→ **Work instructions**: For the listing below, give the count of lines containing "PrimitiveTopology", and no other text.

→ **Data excerpts**:
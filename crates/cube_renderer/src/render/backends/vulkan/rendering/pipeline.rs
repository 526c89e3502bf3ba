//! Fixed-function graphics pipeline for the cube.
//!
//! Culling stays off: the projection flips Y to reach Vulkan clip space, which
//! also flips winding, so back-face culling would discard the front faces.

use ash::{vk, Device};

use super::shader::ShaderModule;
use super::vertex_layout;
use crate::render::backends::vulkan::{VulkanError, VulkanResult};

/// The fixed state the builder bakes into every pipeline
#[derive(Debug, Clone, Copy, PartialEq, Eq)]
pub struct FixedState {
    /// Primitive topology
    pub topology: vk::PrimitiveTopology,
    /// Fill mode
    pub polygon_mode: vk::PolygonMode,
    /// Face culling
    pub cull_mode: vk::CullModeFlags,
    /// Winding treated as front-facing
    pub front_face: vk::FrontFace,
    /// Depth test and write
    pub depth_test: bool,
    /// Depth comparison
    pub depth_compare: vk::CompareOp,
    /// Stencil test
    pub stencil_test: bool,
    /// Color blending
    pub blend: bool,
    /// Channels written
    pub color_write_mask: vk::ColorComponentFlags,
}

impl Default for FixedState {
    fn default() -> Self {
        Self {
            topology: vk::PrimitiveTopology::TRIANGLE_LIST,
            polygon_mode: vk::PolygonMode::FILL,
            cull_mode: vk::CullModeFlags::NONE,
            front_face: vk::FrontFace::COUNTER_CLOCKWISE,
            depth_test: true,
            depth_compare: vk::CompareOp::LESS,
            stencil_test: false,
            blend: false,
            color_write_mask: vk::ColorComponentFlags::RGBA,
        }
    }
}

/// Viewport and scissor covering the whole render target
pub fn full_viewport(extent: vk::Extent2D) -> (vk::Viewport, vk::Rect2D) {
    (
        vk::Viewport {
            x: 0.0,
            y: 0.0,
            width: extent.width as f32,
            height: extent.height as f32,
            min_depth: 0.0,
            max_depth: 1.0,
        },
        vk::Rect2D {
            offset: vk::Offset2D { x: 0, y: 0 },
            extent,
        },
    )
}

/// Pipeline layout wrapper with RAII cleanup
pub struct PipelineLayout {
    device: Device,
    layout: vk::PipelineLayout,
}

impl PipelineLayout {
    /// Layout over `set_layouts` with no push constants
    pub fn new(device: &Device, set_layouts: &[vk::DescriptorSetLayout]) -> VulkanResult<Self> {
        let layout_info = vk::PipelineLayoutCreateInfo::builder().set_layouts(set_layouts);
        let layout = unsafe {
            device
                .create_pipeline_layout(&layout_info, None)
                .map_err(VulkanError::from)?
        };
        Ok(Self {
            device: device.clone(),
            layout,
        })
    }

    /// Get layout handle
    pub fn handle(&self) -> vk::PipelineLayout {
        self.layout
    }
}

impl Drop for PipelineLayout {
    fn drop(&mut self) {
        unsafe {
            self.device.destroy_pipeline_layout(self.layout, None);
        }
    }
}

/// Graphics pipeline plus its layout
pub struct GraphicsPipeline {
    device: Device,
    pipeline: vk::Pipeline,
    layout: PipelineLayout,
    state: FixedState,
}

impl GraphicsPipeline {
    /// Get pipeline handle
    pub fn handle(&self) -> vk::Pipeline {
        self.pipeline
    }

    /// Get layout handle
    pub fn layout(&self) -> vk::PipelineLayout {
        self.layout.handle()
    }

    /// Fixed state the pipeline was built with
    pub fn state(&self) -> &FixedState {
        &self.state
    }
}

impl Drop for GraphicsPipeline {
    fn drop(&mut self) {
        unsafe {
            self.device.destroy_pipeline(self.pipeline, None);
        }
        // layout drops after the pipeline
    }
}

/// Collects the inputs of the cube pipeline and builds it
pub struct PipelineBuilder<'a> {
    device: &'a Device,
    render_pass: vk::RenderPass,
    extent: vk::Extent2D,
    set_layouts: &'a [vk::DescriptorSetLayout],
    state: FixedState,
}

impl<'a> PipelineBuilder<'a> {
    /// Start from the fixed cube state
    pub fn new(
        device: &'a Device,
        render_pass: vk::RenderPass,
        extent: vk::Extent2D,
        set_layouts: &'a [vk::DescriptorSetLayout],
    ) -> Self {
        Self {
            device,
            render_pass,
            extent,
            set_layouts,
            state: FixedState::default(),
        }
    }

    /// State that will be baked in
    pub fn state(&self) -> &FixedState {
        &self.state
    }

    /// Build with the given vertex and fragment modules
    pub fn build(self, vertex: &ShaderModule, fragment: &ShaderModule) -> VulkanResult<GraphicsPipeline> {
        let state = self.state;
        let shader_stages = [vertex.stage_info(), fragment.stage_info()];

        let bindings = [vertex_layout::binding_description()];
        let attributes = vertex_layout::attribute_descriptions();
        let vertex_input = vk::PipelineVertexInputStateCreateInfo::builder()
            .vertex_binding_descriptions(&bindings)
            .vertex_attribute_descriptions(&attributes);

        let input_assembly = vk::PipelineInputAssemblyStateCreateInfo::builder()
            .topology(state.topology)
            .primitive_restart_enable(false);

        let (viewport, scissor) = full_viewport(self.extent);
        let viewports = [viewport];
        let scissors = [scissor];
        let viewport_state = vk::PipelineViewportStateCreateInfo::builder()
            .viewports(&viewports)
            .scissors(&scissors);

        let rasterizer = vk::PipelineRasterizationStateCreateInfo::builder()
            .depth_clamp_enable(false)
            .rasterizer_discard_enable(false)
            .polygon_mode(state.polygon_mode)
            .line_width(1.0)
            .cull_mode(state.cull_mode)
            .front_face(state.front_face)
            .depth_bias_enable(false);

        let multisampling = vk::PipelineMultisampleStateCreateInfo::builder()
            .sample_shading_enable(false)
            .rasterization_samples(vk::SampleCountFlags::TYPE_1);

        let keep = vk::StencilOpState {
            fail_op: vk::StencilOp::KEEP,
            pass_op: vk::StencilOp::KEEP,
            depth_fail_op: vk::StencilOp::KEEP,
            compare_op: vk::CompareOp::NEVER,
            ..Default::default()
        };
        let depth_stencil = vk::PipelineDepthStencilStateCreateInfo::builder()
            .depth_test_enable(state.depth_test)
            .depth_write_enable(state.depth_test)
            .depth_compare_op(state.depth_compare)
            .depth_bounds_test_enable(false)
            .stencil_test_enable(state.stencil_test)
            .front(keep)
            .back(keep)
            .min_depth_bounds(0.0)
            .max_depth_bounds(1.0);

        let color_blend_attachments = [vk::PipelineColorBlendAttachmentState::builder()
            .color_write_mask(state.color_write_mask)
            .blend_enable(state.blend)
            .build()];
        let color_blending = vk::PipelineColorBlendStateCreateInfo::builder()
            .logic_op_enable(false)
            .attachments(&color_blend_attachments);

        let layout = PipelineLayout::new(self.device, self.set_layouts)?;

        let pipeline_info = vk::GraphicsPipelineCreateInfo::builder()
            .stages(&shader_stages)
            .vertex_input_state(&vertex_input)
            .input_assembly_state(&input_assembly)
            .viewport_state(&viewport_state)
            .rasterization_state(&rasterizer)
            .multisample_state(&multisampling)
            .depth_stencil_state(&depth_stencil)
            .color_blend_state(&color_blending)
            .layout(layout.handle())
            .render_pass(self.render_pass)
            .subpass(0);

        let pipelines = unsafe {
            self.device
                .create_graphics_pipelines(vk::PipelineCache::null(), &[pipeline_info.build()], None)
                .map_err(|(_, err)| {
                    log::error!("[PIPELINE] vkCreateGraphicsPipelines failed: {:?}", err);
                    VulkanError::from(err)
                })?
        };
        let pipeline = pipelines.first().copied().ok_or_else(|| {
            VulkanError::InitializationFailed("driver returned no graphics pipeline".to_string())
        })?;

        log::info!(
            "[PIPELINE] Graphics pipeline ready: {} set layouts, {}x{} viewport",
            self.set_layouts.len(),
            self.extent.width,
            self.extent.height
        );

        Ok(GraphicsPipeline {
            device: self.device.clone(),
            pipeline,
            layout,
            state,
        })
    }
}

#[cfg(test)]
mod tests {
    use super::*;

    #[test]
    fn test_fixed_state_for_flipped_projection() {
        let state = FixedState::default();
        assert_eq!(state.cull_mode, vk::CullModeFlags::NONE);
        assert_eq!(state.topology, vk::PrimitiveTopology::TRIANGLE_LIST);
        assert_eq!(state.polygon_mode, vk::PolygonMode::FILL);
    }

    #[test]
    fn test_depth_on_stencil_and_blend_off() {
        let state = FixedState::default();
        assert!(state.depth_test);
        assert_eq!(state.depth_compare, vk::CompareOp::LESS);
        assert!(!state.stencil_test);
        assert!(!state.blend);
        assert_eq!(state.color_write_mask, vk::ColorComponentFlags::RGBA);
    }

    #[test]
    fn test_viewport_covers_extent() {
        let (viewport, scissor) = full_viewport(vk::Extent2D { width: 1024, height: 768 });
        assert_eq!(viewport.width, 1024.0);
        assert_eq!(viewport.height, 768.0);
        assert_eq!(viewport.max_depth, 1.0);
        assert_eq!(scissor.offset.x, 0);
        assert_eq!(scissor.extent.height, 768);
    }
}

→ **Exercise answer**: 3